[HarfBuzz] Mapping output glyphs back to input character

Sun Jul 22 20:37:23 PDT 2012

Hi Khaled,

On 07/21/2012 05:49 AM, Khaled Hosny wrote:
> How do I map output glyphs back to input characters? I assume I've to
> use clusters for that, but I can't make much sense of the cluster
> numbers I'm seeing and don't seem to find any explanation for them.

When you add text to a hb_buffer_t, you set a cluster number for each
character.  The functions hb_buffer_add_utf* implicitly use the index into the
input string for the cluster.  Ie. when using the UTF-8 version, UTF-8 indices
are used.

Note that hb-view/hb-shape by default use UTF-32 cluster numbers (ie.
character-count instead of byte-count).  You can change that using
--utf8-clusters.

The shaping process implicitly segments the input text + output glyphs in a
series of clusters.  So you can think of, for LTR text, first cluster followed
by second cluster, followed by third cluster, etc, where each cluster contains
a number of characters and a number of glyphs.

Now, the hb_glyph_info_t::cluster member after shaping simply points to the
minimum value of that member for all the characters that belong to the cluster.

For RTL it's similar, though in reverse direction.

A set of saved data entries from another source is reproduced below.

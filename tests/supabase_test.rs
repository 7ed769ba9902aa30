//! Supabase response handling and configuration helpers.

use serde_json::json;
use uuid::Uuid;

use craftlink_backend::config::project_ref;
use craftlink_backend::supabase::{SupabaseClient, SupabaseError, parse_session, storage_path};

#[test]
fn test_parse_full_session() {
    let user_id = Uuid::new_v4();
    let session = parse_session(&json!({
        "access_token": "at",
        "refresh_token": "rt",
        "expires_in": 3600,
        "user": { "id": user_id.to_string() }
    }));

    assert_eq!(session.access_token.as_deref(), Some("at"));
    assert_eq!(session.refresh_token.as_deref(), Some("rt"));
    assert_eq!(session.expires_in, Some(3600));
    assert_eq!(session.user_id, Some(user_id));
    assert!(!session.confirmation_required);
}

#[test]
fn test_parse_pending_confirmation() {
    let user_id = Uuid::new_v4();
    let session = parse_session(&json!({ "id": user_id.to_string(), "email": "a@b.co" }));

    assert!(session.access_token.is_none());
    assert!(session.confirmation_required);
    assert_eq!(session.user_id, Some(user_id));
}

#[test]
fn test_storage_path_is_scoped_and_sanitized() {
    let user_id = Uuid::new_v4();

    let path = storage_path(user_id, "my logo (final).png");
    assert!(path.starts_with(&format!("{user_id}/")));
    assert!(path.ends_with("-my-logo--final-.png"));
    assert!(!path.contains(' '));

    let path = storage_path(user_id, "../..");
    assert!(path.ends_with("-file"));
    assert_eq!(path.matches('/').count(), 1);
}

#[test]
fn test_only_client_errors_reach_the_user() {
    let rejected = SupabaseError::Api {
        status: 400,
        message: "Invalid login credentials".to_string(),
    };
    assert_eq!(rejected.user_message(), Some("Invalid login credentials"));

    let outage = SupabaseError::Api {
        status: 503,
        message: "upstream unavailable".to_string(),
    };
    assert_eq!(outage.user_message(), None);
}

#[test]
fn test_public_url() {
    let client = SupabaseClient::new("https://abc.supabase.co/", "anon");
    assert_eq!(
        client.public_url("portfolio-files", "u/f.png"),
        "https://abc.supabase.co/storage/v1/object/public/portfolio-files/u/f.png"
    );
}

#[test]
fn test_project_ref() {
    assert_eq!(project_ref("https://abc123.supabase.co").unwrap(), "abc123");
    assert!(project_ref("http://abc123.supabase.co").is_err());
    assert!(project_ref("https://example.com").is_err());
}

Quick example.  If you add text for "differ", then initially characters get
cluster values 0,1,2,3,4,5 respectively.  After shaping, if the 'ff' ligature
was formed, you will get five glyphs, with cluster values 0,1,2,4,5.  This
means that the two characters that originally had cluster values 2 and 3 are
represented by the sole glyph having the cluster value 2.

Hope that helps.
behdad

> Regards,
>  Khaled